(Collected data)
•••••

//! boxlet-controller: listen for box connections and launch box subprocesses.
//!
//! All diagnostics go to stderr; stdout carries relayed box output.

use std::process;
use std::sync::Arc;

use tokio_util::sync::CancellationToken;

use boxlet::{
    CommandSpawner, Controller, ControllerConfig, StdoutSink, Supervisor, SupervisorConfig,
};

const DEFAULT_BOX_COUNT: usize = 3;

#[tokio::main]
async fn main() -> anyhow::Result<()> {
    boxlet::init_tracing();

    let args: Vec<String> = std::env::args().collect();
    let (box_binary, box_count) = match parse_args(&args) {
        Ok(v) => v,
        Err(msg) => {
            if !msg.is_empty() {
                eprintln!("error: {msg}");
                eprintln!();
            }
            eprintln!("usage: boxlet-controller <path-to-box-binary> [box-count]");
            process::exit(2);
        }
    };

    let controller = Controller::bind(&ControllerConfig::default()).await?;
    let port = controller.local_addr().port();

    let shutdown = CancellationToken::new();
    let serve = tokio::spawn({
        let shutdown = shutdown.clone();
        async move {
            if let Err(e) = controller.serve(shutdown).await {
                tracing::error!(error = %e, "encountered error in controller");
            }
        }
    });

    let spawner = CommandSpawner::new(SupervisorConfig::new(box_binary, port));
    let supervisor = Supervisor::new(Arc::new(spawner), Arc::new(StdoutSink::new()));
    if let Err(e) = supervisor.start_boxes(box_count) {
        // Batch launch aborts on the first failure; the listener keeps
        // serving whatever already connected.
        tracing::error!(error = %e, "failed to start boxes");
    }

    tokio::signal::ctrl_c().await?;
    tracing::info!("received SIGINT, shutting down");
    shutdown.cancel();
    let _ = serve.await;

    Ok(())
}

fn parse_args(args: &[String]) -> Result<(String, usize), String> {
    let box_binary = args
        .get(1)
        .cloned()
        .ok_or_else(String::new)?;
    let box_count = match args.get(2) {
        Some(raw) => raw
            .parse::<usize>()
            .map_err(|_| format!("invalid box count: {raw}"))?,
        None => DEFAULT_BOX_COUNT,
    };
    if args.len() > 3 {
        return Err(format!("unexpected argument: {}", args[3]));
    }
    Ok((box_binary, box_count))
}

•••••

As listed above, the lines from the line with "relayed box output." to the line with "let port = controller.local_addr().port();" are to be echoed exactly, with both ends included and nothing added.

Solution to this problem »
//! All diagnostics go to stderr; stdout carries relayed box output.

use std::process;
use std::sync::Arc;

use tokio_util::sync::CancellationToken;

use boxlet::{
    CommandSpawner, Controller, ControllerConfig, StdoutSink, Supervisor, SupervisorConfig,
};

const DEFAULT_BOX_COUNT: usize = 3;

#[tokio::main]
async fn main() -> anyhow::Result<()> {
    boxlet::init_tracing();

    let args: Vec<String> = std::env::args().collect();
    let (box_binary, box_count) = match parse_args(&args) {
        Ok(v) => v,
        Err(msg) => {
            if !msg.is_empty() {
                eprintln!("error: {msg}");
                eprintln!();
            }
            eprintln!("usage: boxlet-controller <path-to-box-binary> [box-count]");
            process::exit(2);
        }
    };

    let controller = Controller::bind(&ControllerConfig::default()).await?;
    let port = controller.local_addr().port();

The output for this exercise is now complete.